Please give an exact transcription of the records shown below.

→ **RECORDS FOR PROCESSING**:
+===+
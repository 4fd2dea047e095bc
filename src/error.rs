//! Error types for storage and configuration
//!
//! The simulation itself is total; only I/O and untrusted input at the edges
//! can fail.

use thiserror::Error;

#[derive(Debug, Error)]
pub enum Error {
    #[error("I/O error: {0}")]
    Io(#[from] std::io::Error),

    #[error("JSON error: {0}")]
    Json(#[from] serde_json::Error),

    #[error("storage error: {0}")]
    Storage(String),

    #[error("invalid maze: {0}")]
    InvalidMaze(String),
}

pub type Result<T> = std::result::Result<T, Error>;
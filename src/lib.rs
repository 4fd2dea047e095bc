//! Tilt Maze - A tilt-controlled maze game core
//!
//! Core modules:
//! - `sim`: Deterministic simulation (maze generation, solver, ball physics)
//! - `scoring`: Struggle ratio and star rating
//! - `ghost`: Ghost run recording and playback
//! - `persistence`: Key-value storage for ghost runs
//! - `session`: Level progression and per-tick orchestration
//! - `tuning`: Data-driven game feel constants
//! - `platform`: Browser bindings (wasm32 only)

pub mod error;
pub mod ghost;
pub mod persistence;
pub mod platform;
pub mod scoring;
pub mod session;
pub mod sim;
pub mod tuning;

pub use error::{Error, Result};
pub use ghost::{GhostPlayer, GhostRecorder, GhostRun, Snapshot, fingerprint};
pub use scoring::{ScoreResult, StarThresholds};
pub use session::{GameSession, RunSummary, SessionTick};
pub use tuning::Tuning;

/// Game configuration constants
pub mod consts {
    /// Base maze height at level 1
    pub const BASE_ROWS: usize = 10;
    /// Base maze width at level 1
    pub const BASE_COLS: usize = 7;
    /// Maximum rows added by level progression
    pub const MAX_EXTRA_ROWS: usize = 10;
    /// Maximum cols added by level progression
    pub const MAX_EXTRA_COLS: usize = 5;

    /// Padding around the maze when fitting it into a viewport (pixels)
    pub const LAYOUT_PADDING: f32 = 20.0;

    /// Gravity -> acceleration multiplier
    pub const SENSITIVITY: f32 = 1000.0;
    /// Per-tick velocity damping (lower = more drag)
    pub const FRICTION: f32 = 0.94;
    /// Hard cap on ball speed (pixels/sec)
    pub const MAX_SPEED: f32 = 500.0;
    /// Ball collision radius (pixels)
    pub const BALL_RADIUS: f32 = 6.0;

    /// Trail points kept for rendering
    pub const TRAIL_CAPACITY: usize = 25;
    /// Minimum movement before a trail point is recorded (pixels)
    pub const TRAIL_NOISE_FLOOR: f32 = 0.5;

    /// Win when within this fraction of a cell from the goal centre
    pub const WIN_RADIUS_FACTOR: f32 = 0.3;
    /// Frames at or above this dt are treated as clock glitches
    pub const MAX_DT: f32 = 0.1;

    /// Ghost recording cadence (30 samples per second)
    pub const GHOST_SAMPLE_INTERVAL: f32 = 1.0 / 30.0;
}
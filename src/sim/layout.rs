//! Maze placement in screen space
//!
//! The host owns the viewport; the simulation only needs the cell size and
//! the top-left corner of the grid. Screen y grows downward.

use glam::Vec2;
use serde::{Deserialize, Serialize};

use super::maze::GridPos;
use crate::consts::LAYOUT_PADDING;

#[derive(Debug, Clone, Copy, PartialEq, Serialize, Deserialize)]
pub struct Layout {
    /// Side length of a square cell (pixels)
    pub cell_size: f32,
    /// Top-left corner of the grid (pixels)
    pub origin: Vec2,
}

impl Layout {
    pub fn new(cell_size: f32, origin: Vec2) -> Self {
        Self { cell_size, origin }
    }

    /// Largest square cells that fit the viewport with padding, grid centred
    pub fn fit(viewport: Vec2, rows: usize, cols: usize) -> Self {
        let available = (viewport - Vec2::splat(LAYOUT_PADDING * 2.0)).max(Vec2::ZERO);
        let cell_size = (available.x / cols.max(1) as f32).min(available.y / rows.max(1) as f32);
        let grid = Vec2::new(cols as f32, rows as f32) * cell_size;
        Self {
            cell_size,
            origin: (viewport - grid) / 2.0,
        }
    }

    /// Top-left corner of a cell
    #[inline]
    pub fn cell_origin(&self, pos: GridPos) -> Vec2 {
        self.origin + Vec2::new(pos.col as f32, pos.row as f32) * self.cell_size
    }

    #[inline]
    pub fn cell_center(&self, pos: GridPos) -> Vec2 {
        self.cell_origin(pos) + Vec2::splat(self.cell_size / 2.0)
    }

    /// Screen point in cell widths from the grid's top-left corner.
    /// Zero for a degenerate layout.
    pub fn to_grid_units(&self, point: Vec2) -> Vec2 {
        if self.cell_size <= 0.0 {
            return Vec2::ZERO;
        }
        (point - self.origin) / self.cell_size
    }

    /// Inverse of [`Layout::to_grid_units`]
    #[inline]
    pub fn from_grid_units(&self, units: Vec2) -> Vec2 {
        self.origin + units * self.cell_size
    }

    /// Grid cell containing a point, or `None` if outside the grid
    pub fn cell_at(&self, point: Vec2, rows: usize, cols: usize) -> Option<GridPos> {
        if self.cell_size <= 0.0 {
            return None;
        }
        let local = ((point - self.origin) / self.cell_size).floor();
        if !local.is_finite() || local.x < 0.0 || local.y < 0.0 {
            return None;
        }
        let (row, col) = (local.y as usize, local.x as usize);
        (row < rows && col < cols).then_some(GridPos::new(row, col))
    }
}
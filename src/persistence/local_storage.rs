//! Browser LocalStorage backend (WASM only)

use web_sys::Storage;

use super::KeyValueStore;
use crate::error::{Error, Result};

#[derive(Debug, Clone)]
pub struct LocalStorageStore {
    storage: Storage,
}

impl LocalStorageStore {
    /// The window's LocalStorage, if the browser exposes one
    pub fn open() -> Result<Self> {
        let storage = web_sys::window()
            .and_then(|w| w.local_storage().ok())
            .flatten()
            .ok_or_else(|| Error::Storage("LocalStorage unavailable".to_string()))?;
        Ok(Self { storage })
    }
}

fn js_err(e: wasm_bindgen::JsValue) -> Error {
    Error::Storage(format!("{e:?}"))
}

impl KeyValueStore for LocalStorageStore {
    fn get(&self, key: &str) -> Result<Option<String>> {
        self.storage.get_item(key).map_err(js_err)
    }

    fn set(&mut self, key: &str, value: &str) -> Result<()> {
        self.storage.set_item(key, value).map_err(js_err)
    }

    fn remove(&mut self, key: &str) -> Result<()> {
        self.storage.remove_item(key).map_err(js_err)
    }
}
+===+
→ **EXPECTED ANSWER**:
repository 4fd2dea047e095bc
filename src/error.rs
//! Error types for storage and configuration
//!
//! The simulation itself is total; only I/O and untrusted input at the edges
//! can fail.

use thiserror::Error;

#[derive(Debug, Error)]
pub enum Error {
    #[error("I/O error: {0}")]
    Io(#[from] std::io::Error),

    #[error("JSON error: {0}")]
    Json(#[from] serde_json::Error),

    #[error("storage error: {0}")]
    Storage(String),

    #[error("invalid maze: {0}")]
    InvalidMaze(String),
}

pub type Result<T> = std::result::Result<T, Error>;
filename src/lib.rs
repository 4fd2dea047e095bc
//! Tilt Maze - A tilt-controlled maze game core
//!
//! Core modules:
//! - `sim`: Deterministic simulation (maze generation, solver, ball physics)
//! - `scoring`: Struggle ratio and star rating
//! - `ghost`: Ghost run recording and playback
//! - `persistence`: Key-value storage for ghost runs
//! - `session`: Level progression and per-tick orchestration
//! - `tuning`: Data-driven game feel constants
//! - `platform`: Browser bindings (wasm32 only)

pub mod error;
pub mod ghost;
pub mod persistence;
pub mod platform;
pub mod scoring;
pub mod session;
pub mod sim;
pub mod tuning;

pub use error::{Error, Result};
pub use ghost::{GhostPlayer, GhostRecorder, GhostRun, Snapshot, fingerprint};
pub use scoring::{ScoreResult, StarThresholds};
pub use session::{GameSession, RunSummary, SessionTick};
pub use tuning::Tuning;

/// Game configuration constants
pub mod consts {
    /// Base maze height at level 1
    pub const BASE_ROWS: usize = 10;
    /// Base maze width at level 1
    pub const BASE_COLS: usize = 7;
    /// Maximum rows added by level progression
    pub const MAX_EXTRA_ROWS: usize = 10;
    /// Maximum cols added by level progression
    pub const MAX_EXTRA_COLS: usize = 5;

    /// Padding around the maze when fitting it into a viewport (pixels)
    pub const LAYOUT_PADDING: f32 = 20.0;

    /// Gravity -> acceleration multiplier
    pub const SENSITIVITY: f32 = 1000.0;
    /// Per-tick velocity damping (lower = more drag)
    pub const FRICTION: f32 = 0.94;
    /// Hard cap on ball speed (pixels/sec)
    pub const MAX_SPEED: f32 = 500.0;
    /// Ball collision radius (pixels)
    pub const BALL_RADIUS: f32 = 6.0;

    /// Trail points kept for rendering
    pub const TRAIL_CAPACITY: usize = 25;
    /// Minimum movement before a trail point is recorded (pixels)
    pub const TRAIL_NOISE_FLOOR: f32 = 0.5;

    /// Win when within this fraction of a cell from the goal centre
    pub const WIN_RADIUS_FACTOR: f32 = 0.3;
    /// Frames at or above this dt are treated as clock glitches
    pub const MAX_DT: f32 = 0.1;

    /// Ghost recording cadence (30 samples per second)
    pub const GHOST_SAMPLE_INTERVAL: f32 = 1.0 / 30.0;
}
filename src/sim/layout.rs
//! Maze placement in screen space
//!
//! The host owns the viewport; the simulation only needs the cell size and
//! the top-left corner of the grid. Screen y grows downward.

use glam::Vec2;
use serde::{Deserialize, Serialize};

use super::maze::GridPos;
use crate::consts::LAYOUT_PADDING;

#[derive(Debug, Clone, Copy, PartialEq, Serialize, Deserialize)]
pub struct Layout {
    /// Side length of a square cell (pixels)
    pub cell_size: f32,
    /// Top-left corner of the grid (pixels)
    pub origin: Vec2,
}

impl Layout {
    pub fn new(cell_size: f32, origin: Vec2) -> Self {
        Self { cell_size, origin }
    }

    /// Largest square cells that fit the viewport with padding, grid centred
    pub fn fit(viewport: Vec2, rows: usize, cols: usize) -> Self {
        let available = (viewport - Vec2::splat(LAYOUT_PADDING * 2.0)).max(Vec2::ZERO);
        let cell_size = (available.x / cols.max(1) as f32).min(available.y / rows.max(1) as f32);
        let grid = Vec2::new(cols as f32, rows as f32) * cell_size;
        Self {
            cell_size,
            origin: (viewport - grid) / 2.0,
        }
    }

    /// Top-left corner of a cell
    #[inline]
    pub fn cell_origin(&self, pos: GridPos) -> Vec2 {
        self.origin + Vec2::new(pos.col as f32, pos.row as f32) * self.cell_size
    }

    #[inline]
    pub fn cell_center(&self, pos: GridPos) -> Vec2 {
        self.cell_origin(pos) + Vec2::splat(self.cell_size / 2.0)
    }

    /// Screen point in cell widths from the grid's top-left corner.
    /// Zero for a degenerate layout.
    pub fn to_grid_units(&self, point: Vec2) -> Vec2 {
        if self.cell_size <= 0.0 {
            return Vec2::ZERO;
        }
        (point - self.origin) / self.cell_size
    }

    /// Inverse of [`Layout::to_grid_units`]
    #[inline]
    pub fn from_grid_units(&self, units: Vec2) -> Vec2 {
        self.origin + units * self.cell_size
    }

    /// Grid cell containing a point, or `None` if outside the grid
    pub fn cell_at(&self, point: Vec2, rows: usize, cols: usize) -> Option<GridPos> {
        if self.cell_size <= 0.0 {
            return None;
        }
        let local = ((point - self.origin) / self.cell_size).floor();
        if !local.is_finite() || local.x < 0.0 || local.y < 0.0 {
            return None;
        }
        let (row, col) = (local.y as usize, local.x as usize);
        (row < rows && col < cols).then_some(GridPos::new(row, col))
    }
}
filename src/persistence/local_storage.rs
//! Browser LocalStorage backend (WASM only)

use web_sys::Storage;

use super::KeyValueStore;
use crate::error::{Error, Result};

#[derive(Debug, Clone)]
pub struct LocalStorageStore {
    storage: Storage,
}

impl LocalStorageStore {
    /// The window's LocalStorage, if the browser exposes one
    pub fn open() -> Result<Self> {
        let storage = web_sys::window()
            .and_then(|w| w.local_storage().ok())
            .flatten()
            .ok_or_else(|| Error::Storage("LocalStorage unavailable".to_string()))?;
        Ok(Self { storage })
    }
}

fn js_err(e: wasm_bindgen::JsValue) -> Error {
    Error::Storage(format!("{e:?}"))
}

impl KeyValueStore for LocalStorageStore {
    fn get(&self, key: &str) -> Result<Option<String>> {
        self.storage.get_item(key).map_err(js_err)
    }

    fn set(&mut self, key: &str, value: &str) -> Result<()> {
        self.storage.set_item(key, value).map_err(js_err)
    }

    fn remove(&mut self, key: &str) -> Result<()> {
        self.storage.remove_item(key).map_err(js_err)
    }
}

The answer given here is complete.